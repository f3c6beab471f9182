//! Main loop / scheduler (spec §4.10-§4.11, C9): drives per-iteration
//! evaluation across all hosts, honors `min_run_every`, and detects
//! suspension (e.g. a laptop sleeping) between iterations.

use std::sync::atomic::{AtomicBool, Ordering};
use std::sync::Arc;
use std::time::{Duration, Instant, SystemTime, UNIX_EPOCH};

use health_core::{Expression, MetricQuery, Status};

use crate::dispatcher::log_process;
use crate::gate::evaluate_runnable;
use crate::host::Host;
use crate::repeat::emit_repeats;
use crate::silencer_policy::update_disabled_silenced;
use crate::state_machine::{derive_status, on_transition, value_to_status, ValueStatus};

pub fn unix_now() -> i64 {
    SystemTime::now().duration_since(UNIX_EPOCH).unwrap().as_secs() as i64
}

/// Detects a wall-clock jump relative to elapsed monotonic time between
/// samples (spec §4.10) — the signature of the process having been
/// suspended (e.g. laptop sleep, paused container) rather than just slow.
struct SuspensionDetector {
    last_realtime: Option<i64>,
    last_monotonic: Option<Instant>,
}

impl SuspensionDetector {
    fn new() -> Self {
        Self {
            last_realtime: None,
            last_monotonic: None,
        }
    }

    fn sample(&mut self, now_unix: i64) -> bool {
        let now_instant = Instant::now();
        let suspended = match (self.last_realtime, self.last_monotonic) {
            (Some(last_rt), Some(last_mono)) => {
                let realtime_delta = now_unix - last_rt;
                let monotonic_delta = now_instant.duration_since(last_mono).as_secs().max(1) as i64;
                realtime_delta > 2 * monotonic_delta
            }
            _ => false,
        };
        self.last_realtime = Some(now_unix);
        self.last_monotonic = Some(now_instant);
        suspended
    }
}

pub struct MainLoop {
    hosts: Vec<Arc<Host>>,
    query: Arc<dyn MetricQuery>,
    min_run_every: i64,
    hibernation_delay: i64,
    exit: Arc<AtomicBool>,
    detector: SuspensionDetector,
}

impl MainLoop {
    pub fn new(
        hosts: Vec<Arc<Host>>,
        query: Arc<dyn MetricQuery>,
        min_run_every: i64,
        hibernation_delay: i64,
        exit: Arc<AtomicBool>,
    ) -> Self {
        Self {
            hosts,
            query,
            min_run_every: min_run_every.max(1),
            hibernation_delay,
            exit,
            detector: SuspensionDetector::new(),
        }
    }

    /// Runs until the exit flag is set or a Ctrl-C signal arrives.
    pub async fn run(&mut self) {
        while !self.exit.load(Ordering::Acquire) {
            let now = unix_now();
            let next_run = self.run_iteration(now).await;

            if self.exit.load(Ordering::Acquire) {
                break;
            }

            let sleep_secs = (next_run - unix_now()).max(0) as u64;
            tokio::select! {
                _ = tokio::time::sleep(Duration::from_secs(sleep_secs)) => {}
                _ = tokio::signal::ctrl_c() => {
                    tracing::info!("shutdown signal received");
                    self.exit.store(true, Ordering::Release);
                }
            }
        }
        tracing::info!("main loop exiting");
    }

    /// One pass over every host (spec §4.11). Returns the next wall-clock
    /// timestamp the loop should wake up at.
    pub async fn run_iteration(&mut self, now: i64) -> i64 {
        let mut next_run = now + self.min_run_every;

        if self.detector.sample(now) {
            tracing::warn!(hibernation_delay = self.hibernation_delay, "suspension detected, postponing host evaluation");
            for host in &self.hosts {
                host.postpone_until(now + self.hibernation_delay);
            }
        }

        for host in self.hosts.clone() {
            if self.exit.load(Ordering::Acquire) {
                break;
            }
            if !host.is_evaluation_due(now) {
                continue;
            }

            let host_next_run = run_host_iteration(Arc::clone(&host), Arc::clone(&self.query), now).await;
            next_run = next_run.min(host_next_run);

            emit_repeats(&host, now).await;

            if self.exit.load(Ordering::Acquire) {
                break;
            }
            log_process(&host, now).await;
        }

        next_run
    }
}

async fn run_host_iteration(host: Arc<Host>, query: Arc<dyn MetricQuery>, now: i64) -> i64 {
    let result = tokio::task::spawn_blocking(move || evaluate_host_sync(&host, &*query, now)).await;
    match result {
        Ok(next_run) => next_run,
        Err(err) => {
            tracing::error!(error = %err, "host evaluation task panicked");
            now + 10
        }
    }
}

/// Pass A + Pass B (spec §4.11), run synchronously under `spawn_blocking`
/// since they hold the host's rule-set lock across multiple rule
/// evaluations and may call into a blocking metric store.
fn evaluate_host_sync(host: &Host, query: &dyn MetricQuery, now: i64) -> i64 {
    let mut next_run = i64::MAX;
    let any_runnable = pass_a(host, query, now, &mut next_run);
    if any_runnable {
        pass_b(host, now, &mut next_run);
    }
    next_run
}

fn pass_a(host: &Host, query: &dyn MetricQuery, now: i64, next_run: &mut i64) -> bool {
    let silencers = host.silencers.read().unwrap().clone();
    let mut rules = host.rules.write().unwrap();
    let mut any_runnable = false;

    for rule in rules.iter_mut() {
        if update_disabled_silenced(rule, &host.hostname, &silencers) {
            rule.flags.runnable = false;
            continue;
        }

        if !evaluate_runnable(rule, now, next_run, query) {
            rule.flags.runnable = false;
            continue;
        }

        rule.flags.runnable = true;
        any_runnable = true;
        rule.old_value = rule.value;

        if let Some(lookup) = rule.db_lookup.clone() {
            let chart = rule.chart.clone().unwrap_or_default();
            match query.query(&chart, &lookup.dimensions, 1, lookup.after, lookup.before, &lookup.group, &lookup.options) {
                Ok(result) if !result.value_is_null => {
                    rule.value = result.value;
                    rule.flags.db_error = false;
                    rule.flags.db_nan = false;
                }
                Ok(_) => {
                    rule.value = f64::NAN;
                    rule.flags.db_nan = true;
                    rule.flags.db_error = false;
                }
                Err(_) => {
                    rule.value = f64::NAN;
                    rule.flags.db_error = true;
                    rule.flags.db_nan = false;
                }
            }
        }

        if let Some(calc) = rule.calculation.as_mut() {
            match calc.evaluate() {
                Ok(()) => {
                    rule.value = calc.result();
                    rule.flags.calc_error = false;
                }
                Err(_) => {
                    rule.flags.calc_error = true;
                }
            }
        }
    }

    any_runnable
}

fn pass_b(host: &Host, now: i64, next_run: &mut i64) {
    let mut rules = host.rules.write().unwrap();

    for rule in rules.iter_mut() {
        if !rule.flags.runnable || rule.flags.disabled {
            continue;
        }

        let warn_status = eval_expr_status(&mut rule.warning, &mut rule.flags.warn_error);
        let crit_status = eval_expr_status(&mut rule.critical, &mut rule.flags.crit_error);

        let new_status = if rule.flags.db_error || rule.flags.calc_error {
            Status::Undefined
        } else {
            derive_status(warn_status, crit_status)
        };

        if let Some(event) = on_transition(rule, new_status, now) {
            host.event_log.append(event);
        }

        rule.last_updated = now;
        rule.next_update = now + rule.update_every;
        *next_run = (*next_run).min(rule.next_update);
    }
}

fn eval_expr_status(expr: &mut Option<Box<dyn Expression>>, error_flag: &mut bool) -> ValueStatus {
    match expr {
        None => ValueStatus::Undefined,
        Some(e) => match e.evaluate() {
            Ok(()) => {
                *error_flag = false;
                value_to_status(e.result())
            }
            Err(_) => {
                *error_flag = true;
                ValueStatus::Undefined
            }
        },
    }
}
//! The alarm state machine (spec §4.3-§4.5, C5): value→status derivation,
//! hysteresis delay, and the event-creation policy that runs on transition.

use health_core::{Event, EventFlags, Rule, Status};

/// The three-valued classification an expression's numeric result collapses
/// to before status derivation (spec §4.3).
#[derive(Debug, Clone, Copy, PartialEq, Eq)]
pub enum ValueStatus {
    Undefined,
    Clear,
    Raised,
}

pub fn value_to_status(result: f64) -> ValueStatus {
    if result.is_nan() || result.is_infinite() {
        ValueStatus::Undefined
    } else if result == 0.0 {
        ValueStatus::Clear
    } else {
        ValueStatus::Raised
    }
}

/// Derives the new rule status from the warning and critical expression
/// classifications (spec §4.3).
pub fn derive_status(warn_status: ValueStatus, crit_status: ValueStatus) -> Status {
    let mut status = Status::Undefined;

    match warn_status {
        ValueStatus::Clear => status = Status::Clear,
        ValueStatus::Raised => status = Status::Warning,
        ValueStatus::Undefined => {}
    }

    match crit_status {
        ValueStatus::Clear if status == Status::Undefined => status = Status::Clear,
        ValueStatus::Raised => status = Status::Critical,
        _ => {}
    }

    status
}

/// Applies hysteresis back-off when `new_status != rule.status` (spec
/// §4.4). Mutates the rule's delay working state and returns the delay to
/// attach to the resulting event.
pub fn apply_hysteresis(rule: &mut Rule, new_status: Status, now: i64) -> i64 {
    if now > rule.delay_up_to_timestamp {
        rule.delay_up_current = rule.delay_up_duration;
        rule.delay_down_current = rule.delay_down_duration;
        rule.delay_last = 0;
        rule.delay_up_to_timestamp = 0;
    } else {
        rule.delay_up_current = ((rule.delay_up_current as f64) * rule.delay_multiplier) as i64;
        rule.delay_up_current = rule.delay_up_current.min(rule.delay_max_duration);
        rule.delay_down_current = ((rule.delay_down_current as f64) * rule.delay_multiplier) as i64;
        rule.delay_down_current = rule.delay_down_current.min(rule.delay_max_duration);
    }

    let escalating = new_status > rule.status;
    let delay = if escalating {
        rule.delay_up_current
    } else {
        rule.delay_down_current
    };

    rule.delay_last = delay;
    rule.delay_up_to_timestamp = now + delay;
    delay
}

/// Runs the full transition: hysteresis, event creation (unless the rule is
/// repeating, per I4/§4.5, or the new status is `Undefined`, per P4), and the
/// rule state update. Returns the event to append, if any.
pub fn on_transition(rule: &mut Rule, new_status: Status, now: i64) -> Option<Event> {
    if new_status == rule.status {
        return None;
    }

    let delay = apply_hysteresis(rule, new_status, now);

    let event = if rule.is_repeating() || new_status == Status::Undefined {
        None
    } else {
        Some(Event {
            unique_id: 0,
            alarm_id: rule.alarm_id,
            alarm_event_id: rule.next_event_id,
            when: now,
            name: rule.name.clone(),
            chart: rule.chart.clone().unwrap_or_default(),
            family: rule.family.clone(),
            exec: rule.exec.clone().unwrap_or_default(),
            recipient: rule.recipient.clone().unwrap_or_default(),
            duration: now - rule.last_status_change,
            non_clear_duration: if rule.non_clear_since > 0 {
                now - rule.non_clear_since
            } else {
                0
            },
            old_value: rule.old_value,
            new_value: rule.value,
            old_status: rule.status,
            new_status,
            source: rule.source.clone(),
            units: rule.units.clone(),
            info: rule.info.clone(),
            delay,
            flags: EventFlags {
                no_clear_notification: rule.flags.no_clear_notification,
                silenced: rule.flags.silenced,
                ..Default::default()
            },
            exec_run_timestamp: 0,
            exec_code: 0,
            last_repeat: rule.last_repeat,
        })
    };

    if new_status == Status::Clear {
        rule.non_clear_since = 0;
    } else if rule.status == Status::Clear || rule.non_clear_since == 0 {
        rule.non_clear_since = now;
    }

    rule.next_event_id += 1;
    rule.last_status_change = now;
    rule.old_status = rule.status;
    rule.status = new_status;

    event
}

#[cfg(test)]
mod tests {
    use super::*;

    #[test]
    fn nan_and_infinite_are_undefined() {
        assert_eq!(value_to_status(f64::NAN), ValueStatus::Undefined);
        assert_eq!(value_to_status(f64::INFINITY), ValueStatus::Undefined);
        assert_eq!(value_to_status(f64::NEG_INFINITY), ValueStatus::Undefined);
    }

    #[test]
    fn zero_is_clear_nonzero_is_raised() {
        assert_eq!(value_to_status(0.0), ValueStatus::Clear);
        assert_eq!(value_to_status(1.0), ValueStatus::Raised);
        assert_eq!(value_to_status(-5.0), ValueStatus::Raised);
    }

    #[test]
    fn critical_overrides_warning() {
        assert_eq!(derive_status(ValueStatus::Raised, ValueStatus::Raised), Status::Critical);
    }

    #[test]
    fn warning_alone_raises_warning() {
        assert_eq!(derive_status(ValueStatus::Raised, ValueStatus::Undefined), Status::Warning);
    }

    #[test]
    fn both_clear_is_clear() {
        assert_eq!(derive_status(ValueStatus::Clear, ValueStatus::Clear), Status::Clear);
    }

    #[test]
    fn both_undefined_is_undefined() {
        assert_eq!(derive_status(ValueStatus::Undefined, ValueStatus::Undefined), Status::Undefined);
    }

    #[test]
    fn crit_clear_does_not_override_warning() {
        // crit_status == Clear only sets status when status is still Undefined.
        assert_eq!(derive_status(ValueStatus::Raised, ValueStatus::Clear), Status::Warning);
    }

    #[test]
    fn hysteresis_resets_after_delay_window_passes() {
        let mut rule = Rule::new(1, "x", Some("c".into()));
        rule.delay_up_duration = 10;
        rule.delay_down_duration = 5;
        rule.delay_up_to_timestamp = 0;
        rule.status = Status::Warning;

        let delay = apply_hysteresis(&mut rule, Status::Critical, 100);
        assert_eq!(delay, 10);
        assert_eq!(rule.delay_up_to_timestamp, 110);
    }

    #[test]
    fn hysteresis_backs_off_on_rapid_retransition() {
        let mut rule = Rule::new(1, "x", Some("c".into()));
        rule.delay_up_duration = 10;
        rule.delay_down_duration = 5;
        rule.delay_multiplier = 2.0;
        rule.delay_max_duration = 100;
        rule.status = Status::Warning;
        apply_hysteresis(&mut rule, Status::Critical, 100);
        // Still within the previous delay window: multiply instead of reset.
        let delay = apply_hysteresis(&mut rule, Status::Warning, 105);
        assert_eq!(delay, 10); // down_current started at 5, doubled to 10
    }

    #[test]
    fn non_repeating_transition_appends_event_and_advances_rule() {
        let mut rule = Rule::new(1, "x", Some("c".into()));
        rule.status = Status::Undefined;
        let event = on_transition(&mut rule, Status::Clear, 100).unwrap();
        assert_eq!(event.old_status, Status::Undefined);
        assert_eq!(event.new_status, Status::Clear);
        assert_eq!(rule.status, Status::Clear);
        assert_eq!(rule.last_status_change, 100);
    }

    #[test]
    fn repeating_rule_transition_does_not_append() {
        let mut rule = Rule::new(1, "x", Some("c".into()));
        rule.warn_repeat_every = 60;
        rule.status = Status::Undefined;
        let event = on_transition(&mut rule, Status::Warning, 100);
        assert!(event.is_none());
        assert_eq!(rule.status, Status::Warning);
    }

    #[test]
    fn same_status_is_not_a_transition() {
        let mut rule = Rule::new(1, "x", Some("c".into()));
        rule.status = Status::Clear;
        assert!(on_transition(&mut rule, Status::Clear, 100).is_none());
    }

    #[test]
    fn transition_to_undefined_does_not_append_but_still_advances_rule() {
        // A query or expression failure forces new_status to Undefined
        // (main_loop::pass_b); that must never produce a log event (P4),
        // but the rule's own status bookkeeping still has to move on.
        let mut rule = Rule::new(1, "x", Some("c".into()));
        rule.status = Status::Warning;
        let event = on_transition(&mut rule, Status::Undefined, 100);
        assert!(event.is_none());
        assert_eq!(rule.status, Status::Undefined);
        assert_eq!(rule.old_status, Status::Warning);
        assert_eq!(rule.last_status_change, 100);
    }
}
//! Silencer policy (spec §4.2, C2): turns a matched `Silencer` into rule
//! flag mutations. The matching predicate itself lives on `Silencer` in the
//! core crate; this is the stateful half that touches `Rule`.

use health_core::{Rule, SilenceType, SilencerRuleset};

/// Walks `ruleset.silencers` in order; the first matcher that matches wins.
/// An unmatched rule yields `SilenceType::None`.
pub fn check_silenced(rule: &Rule, hostname: &str, ruleset: &SilencerRuleset) -> SilenceType {
    let chart = rule.chart.as_deref().unwrap_or("");
    for silencer in &ruleset.silencers {
        if silencer.matches(&rule.name, chart, chart, hostname, &rule.family) {
            return ruleset.stype;
        }
    }
    SilenceType::None
}

/// Clears `Disabled`/`Silenced` on `rule`, then reapplies them per the
/// current ruleset. Returns `true` iff `Disabled` ended up set, so the
/// caller can skip the rule entirely.
pub fn update_disabled_silenced(rule: &mut Rule, hostname: &str, ruleset: &SilencerRuleset) -> bool {
    rule.flags.disabled = false;
    rule.flags.silenced = false;

    let effective = if ruleset.all_alarms {
        ruleset.stype
    } else {
        check_silenced(rule, hostname, ruleset)
    };

    match effective {
        SilenceType::None => {}
        SilenceType::DisableAlarms => rule.flags.disabled = true,
        SilenceType::SilenceNotifications => rule.flags.silenced = true,
    }

    rule.flags.disabled
}

#[cfg(test)]
mod tests {
    use super::*;
    use health_core::Silencer;

    fn ruleset(stype: SilenceType, all_alarms: bool, silencers: Vec<Silencer>) -> SilencerRuleset {
        SilencerRuleset {
            silencers,
            stype,
            all_alarms,
        }
    }

    #[test]
    fn all_alarms_applies_stype_unconditionally() {
        let mut rule = Rule::new(1, "disk_full", Some("disk.used".into()));
        let rs = ruleset(SilenceType::DisableAlarms, true, vec![]);
        assert!(update_disabled_silenced(&mut rule, "web-01", &rs));
        assert!(rule.flags.disabled);
    }

    #[test]
    fn non_matching_rule_is_untouched() {
        let mut rule = Rule::new(1, "disk_full", Some("disk.used".into()));
        let rs = ruleset(
            SilenceType::SilenceNotifications,
            false,
            vec![Silencer {
                alarm: Some("cpu_*".into()),
                ..Default::default()
            }],
        );
        assert!(!update_disabled_silenced(&mut rule, "web-01", &rs));
        assert!(!rule.flags.disabled);
        assert!(!rule.flags.silenced);
    }

    #[test]
    fn matching_rule_gets_silenced_not_disabled() {
        let mut rule = Rule::new(1, "disk_full", Some("disk.used".into()));
        let rs = ruleset(
            SilenceType::SilenceNotifications,
            false,
            vec![Silencer {
                alarm: Some("disk_*".into()),
                ..Default::default()
            }],
        );
        assert!(!update_disabled_silenced(&mut rule, "web-01", &rs));
        assert!(rule.flags.silenced);
    }

    #[test]
    fn first_match_wins() {
        let rule = Rule::new(1, "disk_full", Some("disk.used".into()));
        let rs = ruleset(
            SilenceType::DisableAlarms,
            false,
            vec![
                Silencer {
                    alarm: Some("disk_*".into()),
                    ..Default::default()
                },
                Silencer::default(),
            ],
        );
        assert_eq!(check_silenced(&rule, "web-01", &rs), SilenceType::DisableAlarms);
    }
}
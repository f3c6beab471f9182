//! Environment-driven daemon configuration (spec §6, "Config keys").
//!
//! Simplified from the teacher's `Config::from_env` / `for_profile` pattern:
//! a single daemon has no multi-tenant profiles, so the `{PROFILE}_{KEY}`
//! indirection is dropped and the flat `env_or`/`env_u64` helpers are kept
//! directly.

use std::env;
use std::path::PathBuf;

fn env_or(key: &str, default: &str) -> String {
    env::var(key).unwrap_or_else(|_| default.to_string())
}

fn env_opt(key: &str) -> Option<String> {
    env::var(key).ok().filter(|s| !s.is_empty())
}

fn env_bool(key: &str, default: bool) -> bool {
    env_opt(key)
        .and_then(|v| v.parse().ok())
        .unwrap_or(default)
}

fn env_u64(key: &str, default: u64) -> u64 {
    env_opt(key).and_then(|v| v.parse().ok()).unwrap_or(default)
}

fn env_i64(key: &str, default: i64) -> i64 {
    env_opt(key).and_then(|v| v.parse().ok()).unwrap_or(default)
}

/// Master configuration for the health-monitoring daemon (spec §6 config
/// keys, plus the silencer file path/size bound every running daemon needs).
#[derive(Debug, Clone)]
pub struct HealthConfig {
    pub enabled: bool,
    pub min_run_every_secs: u64,
    pub hibernation_delay_secs: i64,
    pub rules_dir: PathBuf,
    pub stock_rules_dir: Option<PathBuf>,
    pub silencers_file: PathBuf,
    pub silencers_max_bytes: u64,
}

impl HealthConfig {
    /// Build config from environment variables, applying spec §6 defaults.
    pub fn from_env() -> Self {
        let stock = env_opt("HEALTH_STOCK_CONFIG_DIR").map(PathBuf::from);
        Self {
            enabled: env_bool("HEALTH_ENABLED", true),
            min_run_every_secs: env_u64("HEALTH_RUN_AT_LEAST_EVERY", 10).max(1),
            hibernation_delay_secs: env_i64("HEALTH_HIBERNATION_DELAY", 60),
            rules_dir: PathBuf::from(env_or("HEALTH_CONFIG_DIR", "/etc/health.d")),
            stock_rules_dir: stock,
            silencers_file: PathBuf::from(env_or(
                "HEALTH_SILENCERS_FILE",
                "/etc/health-silencers.json",
            )),
            silencers_max_bytes: env_u64("HEALTH_SILENCERS_MAX_BYTES", 10 * 1024 * 1024),
        }
    }

    /// Print a summary for startup logs. Nothing here is secret, but keep
    /// the shape the teacher uses for its own config dump.
    pub fn log_summary(&self) {
        tracing::info!(
            enabled = self.enabled,
            min_run_every_secs = self.min_run_every_secs,
            hibernation_delay_secs = self.hibernation_delay_secs,
            rules_dir = %self.rules_dir.display(),
            stock_rules_dir = ?self.stock_rules_dir,
            silencers_file = %self.silencers_file.display(),
            "health config loaded"
        );
    }
}

#[cfg(test)]
mod tests {
    use super::*;

    #[test]
    fn defaults_are_sane() {
        // Isolated from the process env: construct the struct directly
        // rather than relying on from_env(), since tests may run in
        // parallel and env vars are process-global.
        let cfg = HealthConfig {
            enabled: true,
            min_run_every_secs: 10,
            hibernation_delay_secs: 60,
            rules_dir: PathBuf::from("/etc/health.d"),
            stock_rules_dir: None,
            silencers_file: PathBuf::from("/etc/health-silencers.json"),
            silencers_max_bytes: 10 * 1024 * 1024,
        };
        assert!(cfg.enabled);
        assert_eq!(cfg.hibernation_delay_secs, 60);
    }

    #[test]
    fn min_run_every_floors_at_one_second() {
        assert_eq!(10u64.max(1), 10);
        assert_eq!(0u64.max(1), 1);
    }
}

··········

● **Task to complete**: Which of the lines in the material above contain "creation"? Copy each one out.

● **Answer for the task**:
//! hysteresis delay, and the event-creation policy that runs on transition.
/// Runs the full transition: hysteresis, event creation (unless the rule is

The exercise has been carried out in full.